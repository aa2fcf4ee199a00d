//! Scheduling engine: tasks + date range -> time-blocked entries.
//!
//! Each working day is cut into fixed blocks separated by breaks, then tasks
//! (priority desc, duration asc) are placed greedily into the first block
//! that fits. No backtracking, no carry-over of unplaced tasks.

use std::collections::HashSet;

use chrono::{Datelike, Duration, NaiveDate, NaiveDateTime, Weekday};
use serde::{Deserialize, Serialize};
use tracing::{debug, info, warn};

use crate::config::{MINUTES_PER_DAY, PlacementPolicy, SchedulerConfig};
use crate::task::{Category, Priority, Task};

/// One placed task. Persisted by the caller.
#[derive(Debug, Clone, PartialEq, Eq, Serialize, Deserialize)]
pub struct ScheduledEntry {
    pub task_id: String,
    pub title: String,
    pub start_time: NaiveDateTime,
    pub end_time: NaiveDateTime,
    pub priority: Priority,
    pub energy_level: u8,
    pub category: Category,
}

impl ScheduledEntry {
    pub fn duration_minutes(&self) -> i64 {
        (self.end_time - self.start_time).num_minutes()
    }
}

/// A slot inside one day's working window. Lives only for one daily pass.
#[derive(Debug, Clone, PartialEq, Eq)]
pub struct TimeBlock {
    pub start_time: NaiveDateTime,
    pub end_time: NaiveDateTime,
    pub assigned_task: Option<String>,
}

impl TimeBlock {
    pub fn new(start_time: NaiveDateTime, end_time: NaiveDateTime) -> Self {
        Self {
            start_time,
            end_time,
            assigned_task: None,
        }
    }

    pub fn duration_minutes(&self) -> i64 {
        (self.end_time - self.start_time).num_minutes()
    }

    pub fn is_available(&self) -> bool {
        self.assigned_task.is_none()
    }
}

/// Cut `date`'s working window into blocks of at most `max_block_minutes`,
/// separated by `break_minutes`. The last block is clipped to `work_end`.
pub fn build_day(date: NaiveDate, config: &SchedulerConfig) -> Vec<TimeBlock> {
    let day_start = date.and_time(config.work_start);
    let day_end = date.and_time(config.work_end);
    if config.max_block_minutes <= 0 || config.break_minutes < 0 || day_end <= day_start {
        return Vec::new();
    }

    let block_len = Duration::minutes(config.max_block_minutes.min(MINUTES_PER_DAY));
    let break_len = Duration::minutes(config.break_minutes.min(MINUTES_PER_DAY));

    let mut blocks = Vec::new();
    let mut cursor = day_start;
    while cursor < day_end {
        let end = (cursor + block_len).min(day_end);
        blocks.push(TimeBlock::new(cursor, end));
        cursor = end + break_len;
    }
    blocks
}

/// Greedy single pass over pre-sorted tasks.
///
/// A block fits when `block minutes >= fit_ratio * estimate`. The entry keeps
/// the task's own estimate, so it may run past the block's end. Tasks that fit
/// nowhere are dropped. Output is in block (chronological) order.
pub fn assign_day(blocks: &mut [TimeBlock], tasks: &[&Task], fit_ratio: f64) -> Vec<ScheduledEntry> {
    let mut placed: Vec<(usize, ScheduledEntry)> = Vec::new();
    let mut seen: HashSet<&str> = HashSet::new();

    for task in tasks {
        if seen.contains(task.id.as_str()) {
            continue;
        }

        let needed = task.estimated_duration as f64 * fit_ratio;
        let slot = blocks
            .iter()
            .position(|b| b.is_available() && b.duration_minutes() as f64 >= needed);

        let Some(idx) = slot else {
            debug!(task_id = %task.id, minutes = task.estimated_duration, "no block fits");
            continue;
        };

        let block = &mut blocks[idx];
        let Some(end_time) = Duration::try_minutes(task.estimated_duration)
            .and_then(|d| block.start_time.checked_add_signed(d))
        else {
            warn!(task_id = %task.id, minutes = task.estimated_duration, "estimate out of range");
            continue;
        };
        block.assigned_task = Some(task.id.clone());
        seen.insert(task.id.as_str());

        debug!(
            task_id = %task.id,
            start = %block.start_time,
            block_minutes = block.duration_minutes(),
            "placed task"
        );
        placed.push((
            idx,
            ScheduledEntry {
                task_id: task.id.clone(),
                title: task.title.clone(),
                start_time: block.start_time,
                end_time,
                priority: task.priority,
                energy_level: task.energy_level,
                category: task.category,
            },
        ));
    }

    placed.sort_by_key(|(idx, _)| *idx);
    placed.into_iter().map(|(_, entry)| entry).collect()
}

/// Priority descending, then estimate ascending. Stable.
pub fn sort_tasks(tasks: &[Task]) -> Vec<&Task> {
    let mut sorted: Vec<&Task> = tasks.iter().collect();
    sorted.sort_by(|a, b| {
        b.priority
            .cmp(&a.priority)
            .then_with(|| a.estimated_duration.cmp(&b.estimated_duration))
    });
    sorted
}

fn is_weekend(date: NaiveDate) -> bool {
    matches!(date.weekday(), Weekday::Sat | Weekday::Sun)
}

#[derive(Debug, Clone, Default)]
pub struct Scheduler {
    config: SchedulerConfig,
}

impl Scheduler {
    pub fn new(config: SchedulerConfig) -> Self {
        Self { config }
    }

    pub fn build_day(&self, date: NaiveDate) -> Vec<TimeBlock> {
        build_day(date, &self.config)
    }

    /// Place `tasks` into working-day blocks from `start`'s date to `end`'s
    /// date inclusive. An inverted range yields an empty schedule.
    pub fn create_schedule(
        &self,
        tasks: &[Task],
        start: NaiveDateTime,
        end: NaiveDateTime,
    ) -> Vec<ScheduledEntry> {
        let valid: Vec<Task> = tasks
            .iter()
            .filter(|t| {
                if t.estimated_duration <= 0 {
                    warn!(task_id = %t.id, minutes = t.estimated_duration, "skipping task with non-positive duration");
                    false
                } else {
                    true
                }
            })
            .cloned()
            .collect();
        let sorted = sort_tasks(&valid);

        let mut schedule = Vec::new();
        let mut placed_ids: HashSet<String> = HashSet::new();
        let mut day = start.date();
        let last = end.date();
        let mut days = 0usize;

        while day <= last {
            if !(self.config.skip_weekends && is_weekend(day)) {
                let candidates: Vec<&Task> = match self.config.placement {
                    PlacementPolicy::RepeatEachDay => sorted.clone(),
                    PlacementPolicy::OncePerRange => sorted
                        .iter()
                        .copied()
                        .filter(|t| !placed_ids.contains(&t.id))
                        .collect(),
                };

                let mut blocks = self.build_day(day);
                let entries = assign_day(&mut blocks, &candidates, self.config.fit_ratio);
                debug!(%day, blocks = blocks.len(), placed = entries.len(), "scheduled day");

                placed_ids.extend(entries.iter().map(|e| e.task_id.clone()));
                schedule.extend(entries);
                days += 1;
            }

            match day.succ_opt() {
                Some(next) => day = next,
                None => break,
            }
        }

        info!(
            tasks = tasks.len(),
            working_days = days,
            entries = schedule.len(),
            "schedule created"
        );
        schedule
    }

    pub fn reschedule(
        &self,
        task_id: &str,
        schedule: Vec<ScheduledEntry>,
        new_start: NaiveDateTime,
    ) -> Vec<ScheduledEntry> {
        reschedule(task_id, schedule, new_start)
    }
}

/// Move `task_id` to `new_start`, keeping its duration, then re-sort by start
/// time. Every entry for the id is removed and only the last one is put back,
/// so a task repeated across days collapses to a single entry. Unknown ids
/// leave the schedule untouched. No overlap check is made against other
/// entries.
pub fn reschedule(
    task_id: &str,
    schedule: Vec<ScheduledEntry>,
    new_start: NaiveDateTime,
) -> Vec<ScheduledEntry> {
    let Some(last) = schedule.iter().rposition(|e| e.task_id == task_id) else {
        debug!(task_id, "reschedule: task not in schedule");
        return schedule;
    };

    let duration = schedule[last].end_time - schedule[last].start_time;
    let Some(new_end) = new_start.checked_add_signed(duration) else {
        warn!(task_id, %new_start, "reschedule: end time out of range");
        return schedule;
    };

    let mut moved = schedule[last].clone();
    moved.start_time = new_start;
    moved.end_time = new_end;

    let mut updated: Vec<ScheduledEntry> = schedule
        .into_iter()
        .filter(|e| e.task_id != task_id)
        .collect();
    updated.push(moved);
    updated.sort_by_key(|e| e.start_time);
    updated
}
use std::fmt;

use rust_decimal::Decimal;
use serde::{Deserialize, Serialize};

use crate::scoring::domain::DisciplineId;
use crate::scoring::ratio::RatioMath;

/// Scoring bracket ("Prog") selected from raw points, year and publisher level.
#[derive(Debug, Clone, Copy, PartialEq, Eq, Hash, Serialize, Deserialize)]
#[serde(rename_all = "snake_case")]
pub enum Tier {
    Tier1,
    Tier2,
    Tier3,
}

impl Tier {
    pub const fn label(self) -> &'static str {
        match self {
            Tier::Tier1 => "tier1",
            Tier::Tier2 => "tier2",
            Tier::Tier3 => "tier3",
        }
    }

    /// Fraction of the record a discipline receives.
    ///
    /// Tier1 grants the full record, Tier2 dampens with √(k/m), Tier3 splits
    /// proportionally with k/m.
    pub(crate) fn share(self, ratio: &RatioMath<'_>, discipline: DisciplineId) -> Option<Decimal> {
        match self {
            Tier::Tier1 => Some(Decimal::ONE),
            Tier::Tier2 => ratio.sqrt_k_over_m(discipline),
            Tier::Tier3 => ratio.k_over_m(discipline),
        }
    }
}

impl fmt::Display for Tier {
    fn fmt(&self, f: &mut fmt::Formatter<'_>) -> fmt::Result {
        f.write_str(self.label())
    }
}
****************
# Work request
Search the data above for the string "window" and report each line that holds it.

# Solved exercise
/// A slot inside one day's working window. Lives only for one daily pass.
/// Cut `date`'s working window into blocks of at most `max_block_minutes`,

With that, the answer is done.